(Extracted records)
━━━━━━━━━━

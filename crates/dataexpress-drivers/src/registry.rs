//! Vendor adapter registry

use std::collections::HashMap;
use std::sync::Arc;

use dataexpress_core::{Connection, VendorAdapter};
use parking_lot::RwLock;

use crate::vendors::{
    GenericAdapter, H2Adapter, HsqldbAdapter, MySqlAdapter, OracleAdapter, PostgresAdapter,
    SqlServerAdapter,
};

/// Registry of vendor adapters, with the adapter chosen for each connection
/// identity remembered
pub struct VendorRegistry {
    adapters: RwLock<HashMap<String, Arc<dyn VendorAdapter>>>,
    by_connection: RwLock<HashMap<String, Arc<dyn VendorAdapter>>>,
    fallback: Arc<dyn VendorAdapter>,
}

impl VendorRegistry {
    /// Create a registry with no adapters besides the generic fallback
    pub fn new() -> Self {
        Self {
            adapters: RwLock::new(HashMap::new()),
            by_connection: RwLock::new(HashMap::new()),
            fallback: Arc::new(GenericAdapter),
        }
    }

    /// Create a registry with all built-in adapters registered
    pub fn with_defaults() -> Self {
        let registry = Self::new();

        registry.register(Arc::new(MySqlAdapter));
        registry.register(Arc::new(PostgresAdapter));
        registry.register(Arc::new(H2Adapter));
        registry.register(Arc::new(HsqldbAdapter));
        registry.register(Arc::new(OracleAdapter));
        registry.register(Arc::new(SqlServerAdapter));
        #[cfg(feature = "sqlite")]
        registry.register(Arc::new(crate::sqlite::SqliteAdapter::new()));

        registry
    }

    /// Register an adapter under its own name, replacing any previous one.
    ///
    /// Remembered per-connection choices are dropped so the next lookup sees
    /// the new adapter.
    pub fn register(&self, adapter: Arc<dyn VendorAdapter>) {
        let name = canonical_name(adapter.name());
        tracing::info!(vendor = %name, "registering vendor adapter");
        self.adapters.write().insert(name, adapter);
        self.by_connection.write().clear();
    }

    /// Get an adapter by vendor name. Common aliases such as `postgresql`,
    /// `mariadb` and `mssql` are accepted.
    pub fn get(&self, name: &str) -> Option<Arc<dyn VendorAdapter>> {
        let adapter = self.adapters.read().get(&canonical_name(name)).cloned();
        if adapter.is_none() {
            tracing::debug!(vendor = %name, "vendor adapter not found in registry");
        }
        adapter
    }

    /// List all registered vendor names
    pub fn list(&self) -> Vec<String> {
        let mut names: Vec<String> = self.adapters.read().keys().cloned().collect();
        names.sort();
        names
    }

    /// Check if an adapter is registered for a vendor
    pub fn has(&self, name: &str) -> bool {
        self.adapters.read().contains_key(&canonical_name(name))
    }

    /// The adapter for a connection, chosen by its vendor and remembered
    /// by its identity. Unknown vendors get the generic adapter.
    pub fn for_connection(&self, connection: &dyn Connection) -> Arc<dyn VendorAdapter> {
        let identity = connection.identity();
        if let Some(adapter) = self.by_connection.read().get(&identity) {
            tracing::trace!(identity = %identity, "vendor adapter cache hit");
            return adapter.clone();
        }

        let adapter = self.get(connection.vendor()).unwrap_or_else(|| {
            tracing::debug!(
                vendor = %connection.vendor(),
                "no dedicated vendor adapter, using generic"
            );
            self.fallback.clone()
        });
        tracing::debug!(identity = %identity, adapter = adapter.name(), "selected vendor adapter");
        self.by_connection.write().insert(identity, adapter.clone());
        adapter
    }
}

impl Default for VendorRegistry {
    fn default() -> Self {
        Self::with_defaults()
    }
}

fn canonical_name(name: &str) -> String {
    let lower = name.trim().to_ascii_lowercase();
    match lower.as_str() {
        "postgresql" | "pg" => "postgres".to_string(),
        "mariadb" => "mysql".to_string(),
        "mssql" | "sql server" => "sqlserver".to_string(),
        "hsql" => "hsqldb".to_string(),
        _ => lower,
    }
}
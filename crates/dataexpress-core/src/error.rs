//! Error types for DataExpress

use thiserror::Error;

/// Core error type for DataExpress operations
#[derive(Error, Debug)]
pub enum DataExpressError {
    #[error("Unsupported processor type: {0}")]
    UnsupportedProcessorType(String),

    #[error("Unsupported processor name: {0}")]
    UnsupportedProcessorName(String),

    #[error("There must be a key/value pair corresponding to key named {key} in input parameters: {available:?}")]
    MissingInput { key: String, available: Vec<String> },

    #[error("Input parameters insufficient: expected at least {expected}, got {actual}")]
    InsufficientInputs { expected: usize, actual: usize },

    #[error("There is no input data to replace {0}.")]
    UnresolvedReplacement(String),

    #[error("Auto-fill cycle detected: {}", chain.join(" -> "))]
    AutoFillCycle { chain: Vec<String> },

    #[error("Auto-fill depth {depth} exceeds the configured maximum of {max}")]
    AutoFillDepthExceeded { depth: usize, max: usize },

    #[error("Failed to convert object of value \"{value}\" to {target} for parameter \"{parameter}\".")]
    Conversion {
        value: String,
        target: &'static str,
        parameter: String,
    },

    #[error("Failed to setObject: {message}, Param Index = {index}, TargetSqlType = {sql_type}, parameterObj = {value}.")]
    Binding {
        index: usize,
        sql_type: i32,
        value: String,
        message: String,
    },

    #[error("Parse error: {0}")]
    Parse(String),

    #[error("Configuration error: {0}")]
    Configuration(String),

    #[error("Driver error: {0}")]
    Driver(String),

    #[error("Execution of {processor} failed: {source}")]
    Execution {
        processor: String,
        #[source]
        source: Box<DataExpressError>,
    },

    #[error("IO error: {0}")]
    Io(#[from] std::io::Error),

    #[error("Serialization error: {0}")]
    Serialization(#[from] serde_json::Error),

    #[error("TOML error: {0}")]
    Toml(#[from] toml::de::Error),

    #[error("Not supported: {0}")]
    NotSupported(String),

    #[error("Not found: {0}")]
    NotFound(String),
}

impl DataExpressError {
    /// Wrap an error raised while a processor was running.
    ///
    /// Configuration and coercion errors pass through untouched so callers can
    /// still match on the offending key; everything else is wrapped once.
    pub fn into_execution(self, processor: &str) -> Self {
        if self.is_configuration() || self.is_coercion() || matches!(self, Self::Execution { .. }) {
            return self;
        }
        Self::Execution {
            processor: processor.to_string(),
            source: Box::new(self),
        }
    }

    /// The innermost error beneath any `Execution` wrappers.
    pub fn root_cause(&self) -> &DataExpressError {
        let mut current = self;
        while let Self::Execution { source, .. } = current {
            current = source;
        }
        current
    }

    /// Fatal, non-retryable errors caused by how the engine was called.
    pub fn is_configuration(&self) -> bool {
        matches!(
            self,
            Self::UnsupportedProcessorType(_)
                | Self::UnsupportedProcessorName(_)
                | Self::MissingInput { .. }
                | Self::InsufficientInputs { .. }
                | Self::UnresolvedReplacement(_)
                | Self::AutoFillCycle { .. }
                | Self::AutoFillDepthExceeded { .. }
                | Self::Configuration(_)
        )
    }

    /// Errors raised while coercing an input value to its declared SQL type.
    pub fn is_coercion(&self) -> bool {
        matches!(self, Self::Conversion { .. } | Self::Binding { .. })
    }
}

/// Result type alias for DataExpress operations
pub type Result<T> = std::result::Result<T, DataExpressError>;
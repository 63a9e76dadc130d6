//! Processors
//!
//! A processor owns the descriptor for one statement, procedure or function
//! and knows how to run it against a connection:
//!
//! - [`StatementProcessor`] - NAMED_SQL and DIRECT_SQL
//! - [`ProcedureProcessor`] - STORED_PROCEDURE and FUNCTION

mod procedure;
mod statement;

use std::sync::Arc;

use dataexpress_core::{Connection, Inputs, OutputFilter, ProcessorType, Result, ResultBag, VendorAdapter};

use crate::ExecutionContext;
use crate::engine::DataExpress;

pub use procedure::ProcedureProcessor;
pub use statement::StatementProcessor;

/// Everything a processor needs for one call besides its inputs
pub struct ExecutionEnv<'a> {
    pub engine: &'a DataExpress,
    pub connection: &'a dyn Connection,
    pub vendor: Arc<dyn VendorAdapter>,
    pub context: ExecutionContext,
}

impl ExecutionEnv<'_> {
    pub fn vendor(&self) -> &dyn VendorAdapter {
        self.vendor.as_ref()
    }
}

/// A cached, reusable executor for one processor name
pub trait Processor: Send + Sync {
    fn name(&self) -> &str;

    fn processor_type(&self) -> ProcessorType;

    /// Run once with the given inputs. `filter` may be empty.
    fn execute(&self, env: &ExecutionEnv<'_>, inputs: Inputs, filter: OutputFilter) -> Result<ResultBag>;
}
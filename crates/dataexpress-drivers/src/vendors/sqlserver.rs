use dataexpress_core::{
    Inputs, OutputFilter, PageWindow, Result, VendorAdapter, inputs::DEFAULT_PAGINATION_LIMIT,
};

use super::{order_by_clause, remain_sql};

/// Synthetic row-number column added by the wrapper
const ROW_NUMBER_COLUMN: &str = "rownumber";

/// Pagination through `ROW_NUMBER() OVER (ORDER BY ..)`. The window is
/// written into the SQL as literals.
#[derive(Debug, Clone, Default)]
pub struct SqlServerAdapter;

impl VendorAdapter for SqlServerAdapter {
    fn name(&self) -> &str {
        "sqlserver"
    }

    fn build_paginated_sql(
        &self,
        sql: &str,
        inputs: &mut Inputs,
        filter: &mut OutputFilter,
    ) -> Result<String> {
        let window = PageWindow::from_inputs(inputs, DEFAULT_PAGINATION_LIMIT);
        let order_by = order_by_clause(sql, inputs)?;
        let remain = remain_sql(sql)?;
        window.store(inputs);
        filter.add_except(ROW_NUMBER_COLUMN);

        Ok(format!(
            "SELECT TOP {} * FROM (SELECT ROW_NUMBER() OVER (ORDER BY {}) AS {}, {}) AS result WHERE {} > {}",
            window.limit, order_by, ROW_NUMBER_COLUMN, remain, ROW_NUMBER_COLUMN, window.offset
        ))
    }
}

━━━━━━━━━━

Scan the entries above. Copy each line that has the string "available".

    #[error("There must be a key/value pair corresponding to key named {key} in input parameters: {available:?}")]
    MissingInput { key: String, available: Vec<String> },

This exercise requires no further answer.